In one case, a sales person in charge of Sugakiya’s main product line, chilled food, was requesting packaging samples printed on soft packaging films. Mr. Chiba noted that especially when presenting designs to supermarkets or convenience stores, being able to show sample packages that are identical to the final product is key. “If you cannot show realistic prototypes, the negotiation becomes very difficult and the deal itself may be at risk,” said Mr. Chiba.
“Due to this very short product development cycle, we are always extremely busy. With the lack of time and budget, it was very hard for us to prepare packaging prototypes for all of our client presentations through an off site printer, even though we knew the samples were very important.”
Increasing demand from Sugakiya’s sales people for realistic packaging prototypes led the firm to invest in an inkjet printer. Sugakiya chose the Roland DG VersaUV LEC-300 printer/cutter because it supports a wide variety of media, including films and papers. Backing transparent films with high-opacity Roland DG ECO-UV white ink yields brilliant and vivid colors, which are ideal for food packaging. In addition, the LEC-300 allows them to produce a wide range of promotional materials in-house on one device. They run posters and banners, POPs, labels, stickers, and other materials for their marketing efforts and tradeshows.

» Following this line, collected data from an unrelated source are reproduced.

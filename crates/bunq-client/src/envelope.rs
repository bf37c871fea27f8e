//! Response envelope wire types.
//!
//! Every successful response is
//!
//! ```json
//! { "Response": [ { "Token": { "token": "..." } }, { "UserPerson": { "id": 42 } } ] }
//! ```
//!
//! Each element is an object with exactly one key naming the payload kind.
//! [`EnvelopeEntry`] decodes that shape into a sum type; unknown kinds are
//! kept as [`EnvelopeEntry::Other`] so domain responses pass through intact.

use std::fmt;

use serde::de::{self, Deserializer};
use serde::ser::{SerializeMap, Serializer};
use serde::{Deserialize, Serialize};
use serde_json::{Map, Value};

/// Parsed `{"Response": [...]}` body.
#[derive(Debug, Clone, Default, PartialEq, Serialize, Deserialize)]
pub struct ResponseEnvelope {
    #[serde(rename = "Response")]
    pub response: Vec<EnvelopeEntry>,
}

impl ResponseEnvelope {
    /// First token entry.
    pub fn token(&self) -> Option<&TokenRecord> {
        self.response.iter().find_map(|entry| match entry {
            EnvelopeEntry::Token(token) => Some(token),
            _ => None,
        })
    }

    pub fn server_public_key(&self) -> Option<&ServerPublicKeyRecord> {
        self.response.iter().find_map(|entry| match entry {
            EnvelopeEntry::ServerPublicKey(key) => Some(key),
            _ => None,
        })
    }

    pub fn id(&self) -> Option<&IdRecord> {
        self.response.iter().find_map(|entry| match entry {
            EnvelopeEntry::Id(id) => Some(id),
            _ => None,
        })
    }

    /// The authenticated principal, whichever shape the API returned.
    pub fn principal(&self) -> Option<(PrincipalKind, &Principal)> {
        self.response.iter().find_map(EnvelopeEntry::as_principal)
    }
}

/// One element of the `Response` array.
#[derive(Debug, Clone, PartialEq)]
pub enum EnvelopeEntry {
    Token(TokenRecord),
    ServerPublicKey(ServerPublicKeyRecord),
    Id(IdRecord),
    UserPerson(Principal),
    UserCompany(Principal),
    UserApiKey(Principal),
    UserPaymentServiceProvider(Principal),
    Other { kind: String, payload: Value },
}

impl EnvelopeEntry {
    /// Wire key for this entry.
    pub fn kind(&self) -> &str {
        match self {
            Self::Token(_) => "Token",
            Self::ServerPublicKey(_) => "ServerPublicKey",
            Self::Id(_) => "Id",
            Self::UserPerson(_) => PrincipalKind::UserPerson.as_str(),
            Self::UserCompany(_) => PrincipalKind::UserCompany.as_str(),
            Self::UserApiKey(_) => PrincipalKind::UserApiKey.as_str(),
            Self::UserPaymentServiceProvider(_) => {
                PrincipalKind::UserPaymentServiceProvider.as_str()
            }
            Self::Other { kind, .. } => kind.as_str(),
        }
    }

    pub fn as_principal(&self) -> Option<(PrincipalKind, &Principal)> {
        match self {
            Self::UserPerson(p) => Some((PrincipalKind::UserPerson, p)),
            Self::UserCompany(p) => Some((PrincipalKind::UserCompany, p)),
            Self::UserApiKey(p) => Some((PrincipalKind::UserApiKey, p)),
            Self::UserPaymentServiceProvider(p) => {
                Some((PrincipalKind::UserPaymentServiceProvider, p))
            }
            _ => None,
        }
    }

    fn decode(kind: String, payload: Value) -> Result<Self, serde_json::Error> {
        Ok(match kind.as_str() {
            "Token" => Self::Token(serde_json::from_value(payload)?),
            "ServerPublicKey" => Self::ServerPublicKey(serde_json::from_value(payload)?),
            "Id" => Self::Id(serde_json::from_value(payload)?),
            "UserPerson" => Self::UserPerson(serde_json::from_value(payload)?),
            "UserCompany" => Self::UserCompany(serde_json::from_value(payload)?),
            "UserApiKey" => Self::UserApiKey(serde_json::from_value(payload)?),
            "UserPaymentServiceProvider" => {
                Self::UserPaymentServiceProvider(serde_json::from_value(payload)?)
            }
            _ => Self::Other { kind, payload },
        })
    }
}

impl<'de> Deserialize<'de> for EnvelopeEntry {
    fn deserialize<D: Deserializer<'de>>(deserializer: D) -> Result<Self, D::Error> {
        let object = Map::<String, Value>::deserialize(deserializer)?;
        let count = object.len();
        let mut entries = object.into_iter();

        match (entries.next(), entries.next()) {
            (Some((kind, payload)), None) => {
                Self::decode(kind.clone(), payload).map_err(|e| {
                    de::Error::custom(format!("invalid {kind} entry: {e}"))
                })
            }
            _ => Err(de::Error::custom(format!(
                "envelope entry must have exactly one key, found {count}"
            ))),
        }
    }
}

impl Serialize for EnvelopeEntry {
    fn serialize<S: Serializer>(&self, serializer: S) -> Result<S::Ok, S::Error> {
        let mut map = serializer.serialize_map(Some(1))?;
        match self {
            Self::Token(token) => map.serialize_entry(self.kind(), token)?,
            Self::ServerPublicKey(key) => map.serialize_entry(self.kind(), key)?,
            Self::Id(id) => map.serialize_entry(self.kind(), id)?,
            Self::UserPerson(p)
            | Self::UserCompany(p)
            | Self::UserApiKey(p)
            | Self::UserPaymentServiceProvider(p) => map.serialize_entry(self.kind(), p)?,
            Self::Other { kind, payload } => map.serialize_entry(kind, payload)?,
        }
        map.end()
    }
}

/// Token issued by installation or session creation.
#[derive(Clone, PartialEq, Serialize, Deserialize)]
pub struct TokenRecord {
    #[serde(default, skip_serializing_if = "Option::is_none")]
    pub id: Option<u64>,

    #[serde(default, skip_serializing_if = "Option::is_none")]
    pub created: Option<String>,

    #[serde(default, skip_serializing_if = "Option::is_none")]
    pub updated: Option<String>,

    pub token: String,
}

impl fmt::Debug for TokenRecord {
    fn fmt(&self, f: &mut fmt::Formatter<'_>) -> fmt::Result {
        f.debug_struct("TokenRecord")
            .field("id", &self.id)
            .field("created", &self.created)
            .field("token", &"<redacted>")
            .finish()
    }
}

/// The API's own public key, returned by installation.
#[derive(Debug, Clone, PartialEq, Serialize, Deserialize)]
pub struct ServerPublicKeyRecord {
    pub server_public_key: String,
}

/// Bare object id, e.g. the device server created by registration.
#[derive(Debug, Clone, PartialEq, Serialize, Deserialize)]
pub struct IdRecord {
    #[serde(deserialize_with = "id_as_string")]
    pub id: String,
}

/// Which principal shape a session belongs to.
#[derive(Debug, Clone, Copy, PartialEq, Eq)]
pub enum PrincipalKind {
    UserPerson,
    UserCompany,
    UserApiKey,
    UserPaymentServiceProvider,
}

impl PrincipalKind {
    pub fn as_str(&self) -> &'static str {
        match self {
            Self::UserPerson => "UserPerson",
            Self::UserCompany => "UserCompany",
            Self::UserApiKey => "UserApiKey",
            Self::UserPaymentServiceProvider => "UserPaymentServiceProvider",
        }
    }
}

/// Authenticated user. Only `id` is interpreted.
#[derive(Debug, Clone, PartialEq, Serialize, Deserialize)]
pub struct Principal {
    #[serde(deserialize_with = "id_as_string")]
    pub id: String,

    #[serde(default, skip_serializing_if = "Option::is_none")]
    pub display_name: Option<String>,

    #[serde(flatten)]
    pub extra: Map<String, Value>,
}

/// Ids arrive as JSON numbers; accept strings too.
fn id_as_string<'de, D: Deserializer<'de>>(deserializer: D) -> Result<String, D::Error> {
    match Value::deserialize(deserializer)? {
        Value::Number(n) => Ok(n.to_string()),
        Value::String(s) => Ok(s),
        other => Err(de::Error::custom(format!(
            "expected id as number or string, got {other}"
        ))),
    }
}

/// Error body of a non-2xx response.
///
/// The API answers `{"Error": [{"error_description": "..."}]}`; anything else
/// is kept only as raw text.
#[derive(Debug, Clone, Default, PartialEq, Eq)]
pub struct ApiErrorBody {
    pub descriptions: Vec<String>,
    pub raw: String,
}

#[derive(Deserialize)]
struct ErrorWire {
    #[serde(rename = "Error")]
    error: Vec<ErrorItemWire>,
}

#[derive(Deserialize)]
struct ErrorItemWire {
    #[serde(default)]
    error_description: Option<String>,
}

impl ApiErrorBody {
    pub fn parse(raw: &str) -> Self {
        let descriptions = serde_json::from_str::<ErrorWire>(raw)
            .map(|wire| {
                wire.error
                    .into_iter()
                    .filter_map(|item| item.error_description)
                    .collect()
            })
            .unwrap_or_default();

        Self {
            descriptions,
            raw: raw.to_string(),
        }
    }
}

impl fmt::Display for ApiErrorBody {
    fn fmt(&self, f: &mut fmt::Formatter<'_>) -> fmt::Result {
        if !self.descriptions.is_empty() {
            f.write_str(&self.descriptions.join("; "))
        } else if self.raw.is_empty() {
            f.write_str("(empty body)")
        } else {
            let snippet: String = self.raw.chars().take(200).collect();
            f.write_str(&snippet)
        }
    }
}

“We also use the LEC-300 for color and design proofing. The machine is running almost all day, every day. It has been only six months, but we are very happy with the LEC-300,” said Mr. Chiba. “Now we can produce as many prototype pieces as we wish. Being able to produce accurate packaging prototypes on the LEC-300 has had a tremendous effect on our ability to close business deals, and has improved our communications with our clients. We also benefit from increased operating effectiveness since the prototypes are exactly the same as the final products, and we can now demonstrate our products in the colors that appeal most to consumers.”